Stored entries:
▼

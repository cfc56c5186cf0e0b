//! Appointment scheduling.

use crate::appointment::{Appointment, AppointmentDraft, AppointmentStatus, AppointmentType};
use crate::calendar::{appointments_in_month, appointments_on};
use crate::config::CoreConfig;
use crate::patient::Patient;
use crate::prescription::Prescription;
use crate::repositories::resolve_reference;
use crate::store::RecordStore;
use crate::validation::{ensure_valid, validate_appointment_at, FieldError};
use crate::{RecordId, RxResult};
use chrono::{Local, NaiveDate, NaiveDateTime};
use std::sync::Arc;

#[derive(Clone, Debug)]
pub struct AppointmentService {
    store: RecordStore<Appointment>,
    patients: RecordStore<Patient>,
    prescriptions: RecordStore<Prescription>,
}

impl AppointmentService {
    pub fn new(cfg: Arc<CoreConfig>) -> Self {
        Self {
            store: RecordStore::new(cfg.appointments_dir()),
            patients: RecordStore::new(cfg.patients_dir()),
            prescriptions: RecordStore::new(cfg.prescriptions_dir()),
        }
    }

    /// Lists appointments in date and time order.
    ///
    /// `date` matches appointments on that calendar day.
    pub fn list(
        &self,
        patient_id: Option<&str>,
        date: Option<NaiveDate>,
        status: Option<AppointmentStatus>,
    ) -> Vec<Appointment> {
        let all = self.sorted();
        let on_day: Vec<Appointment> = match date {
            Some(day) => appointments_on(&all, day).into_iter().cloned().collect(),
            None => all,
        };
        on_day
            .into_iter()
            .filter(|a| patient_id.map_or(true, |id| a.patient_id == id))
            .filter(|a| status.map_or(true, |s| a.status == s))
            .collect()
    }

    fn sorted(&self) -> Vec<Appointment> {
        let mut appointments = self.store.list();
        appointments.sort_by(|a, b| (&a.date, &a.time).cmp(&(&b.date, &b.time)));
        appointments
    }

    pub fn for_day(&self, date: NaiveDate) -> Vec<Appointment> {
        self.list(None, Some(date), None)
    }

    pub fn for_month(&self, year: i32, month: u32) -> Vec<Appointment> {
        let all = self.sorted();
        appointments_in_month(&all, year, month)
            .into_iter()
            .cloned()
            .collect()
    }

    pub fn get(&self, id: &RecordId) -> RxResult<Appointment> {
        self.store.get(id)
    }

    pub fn create(&self, draft: AppointmentDraft) -> RxResult<Appointment> {
        self.create_at(draft, Local::now().naive_local())
    }

    /// Books an appointment, which must start after `now`.
    ///
    /// Status defaults to scheduled and the patient name is copied from the patient record.
    pub fn create_at(
        &self,
        mut draft: AppointmentDraft,
        now: NaiveDateTime,
    ) -> RxResult<Appointment> {
        let mut errors = validate_appointment_at(&draft, now);
        self.resolve_patient(&mut draft, &mut errors)?;
        ensure_valid(errors)?;

        let appointment = Appointment::from_draft(RecordId::new(), draft);
        self.store.insert(&appointment)?;
        tracing::info!(
            id = %appointment.id,
            date = %appointment.date,
            time = %appointment.time,
            "appointment created"
        );
        Ok(appointment)
    }

    pub fn update(&self, id: &RecordId, patch: AppointmentDraft) -> RxResult<Appointment> {
        self.update_at(id, patch, Local::now().naive_local())
    }

    /// Applies the fields present in `patch`.
    ///
    /// The future-date rule is only enforced when the patch moves the appointment, so past
    /// appointments can still be marked completed or no-show. The patient is only looked up again
    /// when the patch changes it.
    pub fn update_at(
        &self,
        id: &RecordId,
        patch: AppointmentDraft,
        now: NaiveDateTime,
    ) -> RxResult<Appointment> {
        let existing = self.store.get(id)?;
        let rescheduled = patch.date.as_ref().is_some_and(|d| *d != existing.date)
            || patch.time.as_ref().is_some_and(|t| *t != existing.time);
        let patient_changed = patch
            .patient_id
            .as_ref()
            .is_some_and(|p| *p != existing.patient_id);

        let mut merged = existing.merged(patch);
        let clock = if rescheduled { now } else { NaiveDateTime::MIN };
        let mut errors = validate_appointment_at(&merged, clock);
        if patient_changed {
            self.resolve_patient(&mut merged, &mut errors)?;
        }
        ensure_valid(errors)?;

        let appointment = Appointment::from_draft(existing.id, merged);
        self.store.replace(&appointment)?;
        tracing::info!(id = %appointment.id, status = %appointment.status.as_str(), "appointment updated");
        Ok(appointment)
    }

    pub fn delete(&self, id: &RecordId) -> RxResult<()> {
        self.store.remove(id)?;
        tracing::info!(id = %id, "appointment deleted");
        Ok(())
    }

    /// Books a follow-up visit linked to a prescription.
    ///
    /// The patient defaults to the prescription's patient and the reason, when left blank, to
    /// "Follow-up for prescription <id>".
    pub fn schedule_follow_up(
        &self,
        prescription_id: &RecordId,
        mut draft: AppointmentDraft,
    ) -> RxResult<Appointment> {
        let prescription = self.prescriptions.get(prescription_id)?;

        if draft.patient_id.as_deref().map_or(true, str::is_empty) {
            draft.patient_id = Some(prescription.patient_id);
        }
        if draft.reason.as_deref().map_or(true, |r| r.trim().is_empty()) {
            draft.reason = Some(format!("Follow-up for prescription {prescription_id}"));
        }
        draft.kind = Some(AppointmentType::FollowUp);
        draft.prescription_ids = Some(vec![prescription_id.to_string()]);

        self.create(draft)
    }

    fn resolve_patient(
        &self,
        draft: &mut AppointmentDraft,
        errors: &mut Vec<FieldError>,
    ) -> RxResult<()> {
        if let Some(patient) = resolve_reference(
            &self.patients,
            draft.patient_id.as_deref(),
            "patientId",
            "Patient not found",
            errors,
        )? {
            draft.patient_name = Some(patient.name);
        }
        Ok(())
    }
}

▲

» Work to complete
Having read the entries above, repeat them exactly.

» Written solution
repository cfc56c5186cf0e0b
//! Appointment scheduling.

use crate::appointment::{Appointment, AppointmentDraft, AppointmentStatus, AppointmentType};
use crate::calendar::{appointments_in_month, appointments_on};
use crate::config::CoreConfig;
use crate::patient::Patient;
use crate::prescription::Prescription;
use crate::repositories::resolve_reference;
use crate::store::RecordStore;
use crate::validation::{ensure_valid, validate_appointment_at, FieldError};
use crate::{RecordId, RxResult};
use chrono::{Local, NaiveDate, NaiveDateTime};
use std::sync::Arc;

#[derive(Clone, Debug)]
pub struct AppointmentService {
    store: RecordStore<Appointment>,
    patients: RecordStore<Patient>,
    prescriptions: RecordStore<Prescription>,
}

impl AppointmentService {
    pub fn new(cfg: Arc<CoreConfig>) -> Self {
        Self {
            store: RecordStore::new(cfg.appointments_dir()),
            patients: RecordStore::new(cfg.patients_dir()),
            prescriptions: RecordStore::new(cfg.prescriptions_dir()),
        }
    }

    /// Lists appointments in date and time order.
    ///
    /// `date` matches appointments on that calendar day.
    pub fn list(
        &self,
        patient_id: Option<&str>,
        date: Option<NaiveDate>,
        status: Option<AppointmentStatus>,
    ) -> Vec<Appointment> {
        let all = self.sorted();
        let on_day: Vec<Appointment> = match date {
            Some(day) => appointments_on(&all, day).into_iter().cloned().collect(),
            None => all,
        };
        on_day
            .into_iter()
            .filter(|a| patient_id.map_or(true, |id| a.patient_id == id))
            .filter(|a| status.map_or(true, |s| a.status == s))
            .collect()
    }

    fn sorted(&self) -> Vec<Appointment> {
        let mut appointments = self.store.list();
        appointments.sort_by(|a, b| (&a.date, &a.time).cmp(&(&b.date, &b.time)));
        appointments
    }

    pub fn for_day(&self, date: NaiveDate) -> Vec<Appointment> {
        self.list(None, Some(date), None)
    }

    pub fn for_month(&self, year: i32, month: u32) -> Vec<Appointment> {
        let all = self.sorted();
        appointments_in_month(&all, year, month)
            .into_iter()
            .cloned()
            .collect()
    }

    pub fn get(&self, id: &RecordId) -> RxResult<Appointment> {
        self.store.get(id)
    }

    pub fn create(&self, draft: AppointmentDraft) -> RxResult<Appointment> {
        self.create_at(draft, Local::now().naive_local())
    }

    /// Books an appointment, which must start after `now`.
    ///
    /// Status defaults to scheduled and the patient name is copied from the patient record.
    pub fn create_at(
        &self,
        mut draft: AppointmentDraft,
        now: NaiveDateTime,
    ) -> RxResult<Appointment> {
        let mut errors = validate_appointment_at(&draft, now);
        self.resolve_patient(&mut draft, &mut errors)?;
        ensure_valid(errors)?;

        let appointment = Appointment::from_draft(RecordId::new(), draft);
        self.store.insert(&appointment)?;
        tracing::info!(
            id = %appointment.id,
            date = %appointment.date,
            time = %appointment.time,
            "appointment created"
        );
        Ok(appointment)
    }

    pub fn update(&self, id: &RecordId, patch: AppointmentDraft) -> RxResult<Appointment> {
        self.update_at(id, patch, Local::now().naive_local())
    }

    /// Applies the fields present in `patch`.
    ///
    /// The future-date rule is only enforced when the patch moves the appointment, so past
    /// appointments can still be marked completed or no-show. The patient is only looked up again
    /// when the patch changes it.
    pub fn update_at(
        &self,
        id: &RecordId,
        patch: AppointmentDraft,
        now: NaiveDateTime,
    ) -> RxResult<Appointment> {
        let existing = self.store.get(id)?;
        let rescheduled = patch.date.as_ref().is_some_and(|d| *d != existing.date)
            || patch.time.as_ref().is_some_and(|t| *t != existing.time);
        let patient_changed = patch
            .patient_id
            .as_ref()
            .is_some_and(|p| *p != existing.patient_id);

        let mut merged = existing.merged(patch);
        let clock = if rescheduled { now } else { NaiveDateTime::MIN };
        let mut errors = validate_appointment_at(&merged, clock);
        if patient_changed {
            self.resolve_patient(&mut merged, &mut errors)?;
        }
        ensure_valid(errors)?;

        let appointment = Appointment::from_draft(existing.id, merged);
        self.store.replace(&appointment)?;
        tracing::info!(id = %appointment.id, status = %appointment.status.as_str(), "appointment updated");
        Ok(appointment)
    }

    pub fn delete(&self, id: &RecordId) -> RxResult<()> {
        self.store.remove(id)?;
        tracing::info!(id = %id, "appointment deleted");
        Ok(())
    }

    /// Books a follow-up visit linked to a prescription.
    ///
    /// The patient defaults to the prescription's patient and the reason, when left blank, to
    /// "Follow-up for prescription <id>".
    pub fn schedule_follow_up(
        &self,
        prescription_id: &RecordId,
        mut draft: AppointmentDraft,
    ) -> RxResult<Appointment> {
        let prescription = self.prescriptions.get(prescription_id)?;

        if draft.patient_id.as_deref().map_or(true, str::is_empty) {
            draft.patient_id = Some(prescription.patient_id);
        }
        if draft.reason.as_deref().map_or(true, |r| r.trim().is_empty()) {
            draft.reason = Some(format!("Follow-up for prescription {prescription_id}"));
        }
        draft.kind = Some(AppointmentType::FollowUp);
        draft.prescription_ids = Some(vec![prescription_id.to_string()]);

        self.create(draft)
    }

    fn resolve_patient(
        &self,
        draft: &mut AppointmentDraft,
        errors: &mut Vec<FieldError>,
    ) -> RxResult<()> {
        if let Some(patient) = resolve_reference(
            &self.patients,
            draft.patient_id.as_deref(),
            "patientId",
            "Patient not found",
            errors,
        )? {
            draft.patient_name = Some(patient.name);
        }
        Ok(())
    }
}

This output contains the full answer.